The women of L7 look and write songs these days as if the '90s took them for a hard ride and put them up wet, as the band's three remaining members clock out for the decade with Slap Happy, an album as heavy and crude as the black eyeliner around their weary, worldly eyes.

The beauty of L7 has never been pure, though it has been sultry, and menacing, and bitterly funny since the band's first album, Smell the Magic, was issued on Sub Pop in 1990, with raunchy cover art of a woman straddling a man's face, glowing with orgasmic triumph.

Budding pro-sex feminists and grunge boys with a hard-on for loud girls who play loud guitars liked their first whiff of L7, which established its street cred through witchy lyrics and ferocious if formulaic riffage with follow-ups Bricks Are Heavy and Hungry for Stink (also, "Shitlist," the band's stand-alone single on the Natural Born Killers soundtrack, is a sweet release of female aggression).

Now comes Slap Happy, which finds L7's muse a moody, two-headed monster -- part hard-rock goddess, part heroin hag. The album has its moments, and the first 200 seconds are most of them. "Crackpot Baby" opens with a guitar riff that rises to life like a time-lapsed flower, then elegantly stomps out a launch pad for lead singer Donita Sparks' fetching yowl. The bridge is a shamelessly big bite of the Breeders' apple, although the little-girls-on-the-playground vocals laid over ambient distortion is as cool and sweet here as the Deal sisters ever made it sound.

Judging by its lyrics, "Crackpot Baby" was written for some coked-up dude Sparks once made the mistake of taking home (all he wanted to do was babble until dawn).
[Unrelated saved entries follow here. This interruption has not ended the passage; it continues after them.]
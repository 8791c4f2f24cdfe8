use crate::logic::error::{AnalysisError, Result};
use crate::logic::features::create_feature_builder;
use super::types::ModelDefinition;

/// Validate a definition before it is persisted.
///
/// Checks the window order, the sensitivity range, and that the feature config
/// and anomaly parameters would actually construct.
pub fn validate_definition(def: &ModelDefinition) -> Result<()> {
    if def.baseline_start > def.baseline_end {
        return Err(AnalysisError::InvalidModelDefinition(format!(
            "baseline_start {} is after baseline_end {}",
            def.baseline_start, def.baseline_end
        )));
    }

    if !(0.0..=1.0).contains(&def.sensitivity) {
        return Err(AnalysisError::InvalidModelDefinition(format!(
            "sensitivity must be within [0, 1], got {}",
            def.sensitivity
        )));
    }

    if let Some(config) = &def.feature_config {
        create_feature_builder(config)?;
    }

    if let Some(params) = &def.anomaly_params {
        params.resolve()?;
    }

    Ok(())
}
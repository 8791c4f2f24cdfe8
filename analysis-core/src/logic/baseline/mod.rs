//! Baseline Module - Known-normal window selection
//!
//! Picks the measurements an anomaly model is trained on: the inclusive
//! `[baseline_start, baseline_end]` window minus excluded points.
//!
//! # Architecture
//! - `types.rs`: `ModelDefinition`
//! - `validate.rs`: definition checks before persisting
//!
//! # Failure Strategy
//! An empty selection is not an error: the engine skips anomaly scoring and
//! keeps the trend result.

pub mod types;
pub mod validate;
#[cfg(test)]
mod tests;

use std::collections::HashSet;
use chrono::NaiveDateTime;

use crate::logic::records::Measurement;

pub use types::ModelDefinition;
pub use validate::validate_definition;

/// Baseline subset of `records`, preserving their order.
///
/// Exclusion compares naive timestamps exactly.
pub fn select_baseline<'a>(records: &'a [Measurement], def: &ModelDefinition) -> Vec<&'a Measurement> {
    let excluded: HashSet<&NaiveDateTime> = def.excluded_points.iter().collect();

    records
        .iter()
        .filter(|m| def.in_window(&m.recorded_at))
        .filter(|m| !excluded.contains(&m.recorded_at))
        .collect()
}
Sparks keeps her poison pen sharp and well-oiled throughout Slap Happy, as does the band's other primary songstress, guitarist Suzi Gardner, whose "War With You" contains several choicely worded declarations of vendetta against a former lover who spurned her for a spineless airhead with presumably perkier tits: "Hope her hands are soft/You're so easily bruised/Not too terribly bright/And she likes to be used."

Musically, though, the bulk of the songs here put on a strong front, but they're shaky underneath in a way that sounds exhausted, as if written in the waning hours of a grueling road trip. Bassist Gail Greenwood has quit the band, and she's missed. L7 tried to make up the difference by having Sparks double on lead guitar and bass in the studio, but a chunk is clearly missing from the band's bottom end. Besides "Crackpot Baby," the only song on Slap Happy that really works is "Freeway," an eerie, snake-charming ballad whose stoned, spacious tempo better serves the band as a trio.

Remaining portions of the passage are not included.